Arch Makes Re-ordering Mandatory AED Replacement Supplies Easier than Ever Before
-By Micah Bongberg Google+ | @annuvia
SAN FRANCISCO, CA – Owning and overseeing an Automated External Defibrillator (AED) can be easy with the right management program. Leading AED Medical Direction and Oversight programs track an AED unit’s vital – mandatory – expiration dates, such as electrode pads and batteries, for the AED’s owner, so they can stay ahead of the curve and reorder products as necessary. Arch, Annuvia’s new AED Medical Direction and Oversight software-as-a-service (SAAS) system adds a new dimension to the process by being the first to integrate these important AED unit expiration dates with a patent-pending e-commerce store to help AED owners re-order accessories automatically, on time, and before they expire, for any AED unit type.

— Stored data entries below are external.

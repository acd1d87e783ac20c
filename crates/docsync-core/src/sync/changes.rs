//! File-level change detection against the hash ledger.

use indexmap::IndexMap;
use serde::{Deserialize, Serialize};

use crate::errors::{SyncError, SyncResult};
use crate::models::{now_millis, ChangeInfo, ChangeType};
use crate::ports::{SyncLedger, VersionControlSource};

#[derive(Debug, Clone, PartialEq, Eq, Serialize, Deserialize)]
pub struct DetectedChanges {
    /// Revision the changes were computed against.
    pub revision: String,
    pub previous_revision: Option<String>,
    pub changes: Vec<ChangeInfo>,
    pub warnings: Vec<String>,
}

/// Classify one path from its ledger hash and its current hash.
fn classify(path: &str, old: Option<String>, new: Option<String>) -> Option<ChangeInfo> {
    let change_type = match (&old, &new) {
        (None, None) => return None,
        (None, Some(_)) => ChangeType::Added,
        (Some(_), None) => ChangeType::Deleted,
        (Some(a), Some(b)) if a == b => return None,
        (Some(_), Some(_)) => ChangeType::Modified,
    };
    let mut change = ChangeInfo::new(path, change_type).with_hashes(old, new);
    change.timestamp = now_millis();
    Some(change)
}

/// A deletion and an addition carrying the same content hash become one
/// rename, reported at the new path.
pub fn collapse_renames(changes: Vec<ChangeInfo>) -> Vec<ChangeInfo> {
    let mut deleted: IndexMap<String, usize> = IndexMap::new();
    for (i, change) in changes.iter().enumerate() {
        if change.change_type == ChangeType::Deleted {
            if let Some(hash) = &change.old_hash {
                deleted.entry(hash.clone()).or_insert(i);
            }
        }
    }

    let mut consumed = vec![false; changes.len()];
    let mut renamed: Vec<Option<String>> = vec![None; changes.len()];
    for (i, change) in changes.iter().enumerate() {
        if change.change_type != ChangeType::Added {
            continue;
        }
        let Some(hash) = &change.new_hash else {
            continue;
        };
        if let Some(from) = deleted.shift_remove(hash) {
            consumed[from] = true;
            renamed[i] = Some(changes[from].file_path.clone());
        }
    }

    changes
        .into_iter()
        .enumerate()
        .filter(|(i, _)| !consumed[*i])
        .map(|(i, mut change)| {
            if let Some(old_path) = renamed[i].take() {
                change.change_type = ChangeType::Renamed;
                change.old_hash = change.new_hash.clone();
                change.old_path = Some(old_path);
            }
            change
        })
        .collect()
}

/// Diff the paths the VCS reports against the ledger. Every tracked path is
/// re-checked too, so removals surface as deletions even when the VCS does
/// not list them.
pub fn detect_file_changes(
    vcs: &dyn VersionControlSource,
    ledger: &dyn SyncLedger,
) -> SyncResult<DetectedChanges> {
    if !vcs.is_repository() {
        return Err(SyncError::NotARepository(
            "version control source is not a repository".to_string(),
        ));
    }
    let revision = vcs.current_revision()?;
    let previous_revision = ledger.last_revision()?;

    let mut candidates: IndexMap<String, ()> = IndexMap::new();
    let mut warnings = Vec::new();
    for path in vcs.changed_files_since(previous_revision.as_deref())? {
        let trimmed = path.trim();
        if trimmed.is_empty() {
            tracing::warn!("ignoring empty path from version control");
            warnings.push("empty path reported by version control".to_string());
            continue;
        }
        candidates.insert(trimmed.to_string(), ());
    }
    for path in ledger.tracked_files()? {
        candidates.entry(path).or_insert(());
    }

    let mut changes = Vec::new();
    for path in candidates.keys() {
        let old = ledger.file_hash(path)?;
        let new = vcs.content_hash(path)?;
        if let Some(change) = classify(path, old, new) {
            changes.push(change);
        }
    }
    let changes = collapse_renames(changes);

    tracing::debug!(
        revision = %revision,
        previous = previous_revision.as_deref().unwrap_or("-"),
        candidates = candidates.len(),
        changes = changes.len(),
        "file changes detected"
    );
    Ok(DetectedChanges {
        revision,
        previous_revision,
        changes,
        warnings,
    })
}

#[cfg(test)]
pub(crate) mod fakes {
    use std::collections::HashMap;

    use parking_lot::Mutex;

    use super::*;
    use crate::models::content_hash;

    /// In-memory working tree.
    pub struct FakeRepo {
        pub is_repo: bool,
        pub revision: Mutex<u32>,
        pub files: Mutex<HashMap<String, String>>,
    }

    impl FakeRepo {
        pub fn new(files: &[(&str, &str)]) -> Self {
            Self {
                is_repo: true,
                revision: Mutex::new(1),
                files: Mutex::new(
                    files
                        .iter()
                        .map(|(p, c)| (p.to_string(), c.to_string()))
                        .collect(),
                ),
            }
        }

        pub fn write(&self, path: &str, content: &str) {
            self.files.lock().insert(path.to_string(), content.to_string());
            *self.revision.lock() += 1;
        }

        pub fn remove(&self, path: &str) {
            self.files.lock().remove(path);
            *self.revision.lock() += 1;
        }
    }

    impl VersionControlSource for FakeRepo {
        fn is_repository(&self) -> bool {
            self.is_repo
        }

        fn current_revision(&self) -> SyncResult<String> {
            Ok(format!("r{}", self.revision.lock()))
        }

        fn changed_files_since(&self, _revision: Option<&str>) -> SyncResult<Vec<String>> {
            let mut paths: Vec<String> = self.files.lock().keys().cloned().collect();
            paths.sort();
            Ok(paths)
        }

        fn content_hash(&self, path: &str) -> SyncResult<Option<String>> {
            Ok(self.files.lock().get(path).map(|c| content_hash(c)))
        }
    }
}

#[cfg(test)]
mod tests {
    use super::fakes::FakeRepo;
    use super::*;
    use crate::models::content_hash;
    use crate::store::Database;

    fn ledger() -> (tempfile::TempDir, Database) {
        let dir = tempfile::tempdir().unwrap();
        let db = Database::open(dir.path().join("state.db")).unwrap();
        (dir, db)
    }

    #[test]
    fn classifies_against_the_ledger() {
        let (_dir, db) = ledger();
        db.set_file_hash("same.ts", &content_hash("same")).unwrap();
        db.set_file_hash("edited.ts", &content_hash("before")).unwrap();
        db.set_file_hash("gone.ts", &content_hash("gone")).unwrap();
        let repo = FakeRepo::new(&[("same.ts", "same"), ("edited.ts", "after"), ("new.ts", "x")]);

        let detected = detect_file_changes(&repo, &db).unwrap();
        let kinds: Vec<(&str, ChangeType)> = detected
            .changes
            .iter()
            .map(|c| (c.file_path.as_str(), c.change_type))
            .collect();
        assert_eq!(
            kinds,
            vec![
                ("edited.ts", ChangeType::Modified),
                ("new.ts", ChangeType::Added),
                ("gone.ts", ChangeType::Deleted),
            ]
        );
        assert_eq!(detected.revision, "r1");
        assert_eq!(detected.previous_revision, None);
    }

    #[test]
    fn moved_content_is_a_rename() {
        let (_dir, db) = ledger();
        db.set_file_hash("src/old.ts", &content_hash("body")).unwrap();
        let repo = FakeRepo::new(&[("src/new.ts", "body")]);

        let detected = detect_file_changes(&repo, &db).unwrap();
        assert_eq!(detected.changes.len(), 1);
        let change = &detected.changes[0];
        assert_eq!(change.change_type, ChangeType::Renamed);
        assert_eq!(change.file_path, "src/new.ts");
        assert_eq!(change.old_path.as_deref(), Some("src/old.ts"));
    }

    #[test]
    fn tracked_removals_surface_after_a_recorded_revision() {
        struct SilentOnRemovals(FakeRepo);

        impl VersionControlSource for SilentOnRemovals {
            fn is_repository(&self) -> bool {
                true
            }
            fn current_revision(&self) -> SyncResult<String> {
                self.0.current_revision()
            }
            fn changed_files_since(&self, _revision: Option<&str>) -> SyncResult<Vec<String>> {
                Ok(Vec::new())
            }
            fn content_hash(&self, path: &str) -> SyncResult<Option<String>> {
                self.0.content_hash(path)
            }
        }

        let (_dir, db) = ledger();
        db.set_file_hash("kept.ts", &content_hash("kept")).unwrap();
        db.set_file_hash("gone.ts", &content_hash("gone")).unwrap();
        db.set_last_revision("r0").unwrap();
        let repo = SilentOnRemovals(FakeRepo::new(&[("kept.ts", "kept")]));

        let detected = detect_file_changes(&repo, &db).unwrap();
        assert_eq!(detected.previous_revision.as_deref(), Some("r0"));
        assert_eq!(detected.changes.len(), 1);
        assert_eq!(detected.changes[0].file_path, "gone.ts");
        assert_eq!(detected.changes[0].change_type, ChangeType::Deleted);
    }

    #[test]
    fn not_a_repository_is_fatal() {
        let (_dir, db) = ledger();
        let mut repo = FakeRepo::new(&[]);
        repo.is_repo = false;
        let err = detect_file_changes(&repo, &db).unwrap_err();
        assert!(err.is_fatal());
        assert!(matches!(err, SyncError::NotARepository(_)));
    }

    #[test]
    fn rename_collapse_pairs_each_hash_once() {
        let changes = vec![
            ChangeInfo::new("a.ts", ChangeType::Deleted).with_hashes(Some("h".into()), None),
            ChangeInfo::new("b.ts", ChangeType::Added).with_hashes(None, Some("h".into())),
            ChangeInfo::new("c.ts", ChangeType::Added).with_hashes(None, Some("h".into())),
        ];
        let collapsed = collapse_renames(changes);
        assert_eq!(collapsed.len(), 2);
        assert_eq!(collapsed[0].change_type, ChangeType::Renamed);
        assert_eq!(collapsed[0].file_path, "b.ts");
        assert_eq!(collapsed[1].change_type, ChangeType::Added);
    }
}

“Proper AED management and legal compliance is about much more than buying an AED unit ‘prescription’ from an online vendor and forgetting about it,” says Robert Taggart Vice President of Communications and Government Affairs for Annuvia, a national CPR/AED and First Aid Training company headquartered in San Francisco, Ca. As an attorney and EMT, Mr. Taggart has reviewed court cases related to improper AED management, and concluded that most of them could have been prevented by utilizing the technology provided by the Arch program. “Just because there’s a lot to running a legally compliant AED program, doesn’t mean it’s all that difficult,” he states. “Arch significantly reduces the complexity of AED management requirements by taking that burden off of our clients’ shoulders. This doesn’t begin and end with purchasing an AED and providing medical control from a state-licensed physician, but continues for years by continually overseeing our clients’ records and making the reordering process as simple as a computer keyboard strike.”
Arch uses a patent-pending technology to systematically cross-reference an AED owner’s AED unit records with the expiration dates of their equipment to make e-commerce recommendations. With Arch, AED owners are notified before their equipment expires and given a direct link to purchase replacement items online, not unlike ordering an item on Amazon.com.
Arch offers AED program administrators multiple levels of access to the website, whether a single location administrator or a global administrator responsible for hundreds of facilities. Arch can cross-reference a customer’s needs by location, product type, purchase order numbers and more. “No matter who is using the site (location administrator or global administrator), Arch can show the products that are recommended at any given point in time,” states Taggart. “If a user is unsure of their program’s status or needs help pre-ordering, before equipment expires, Arch offers ‘Recommendations’ to instantly determine what’s right for their needs. This service works if they have one – or one thousand – AED units and ties automatically to our ecommerce store for instant checkout.”
Arch’s Medical Direction, AED Oversight, and e-commerce integration is the first and only one of its kind, but Taggart’s goals don’t stop with Arch’s seamless re-ordering process. “In addition to helping existing AED owners process orders more efficiently, giving them new, more convenient methods of keeping their accounts in compliance with state and local laws, we hope Arch shows new, would-be AED unit buyers that AED management and legal compliance is a burden we’re happy to ease, ideally leading to increased AED deployment and fewer lives lost to sudden cardiac arrest.”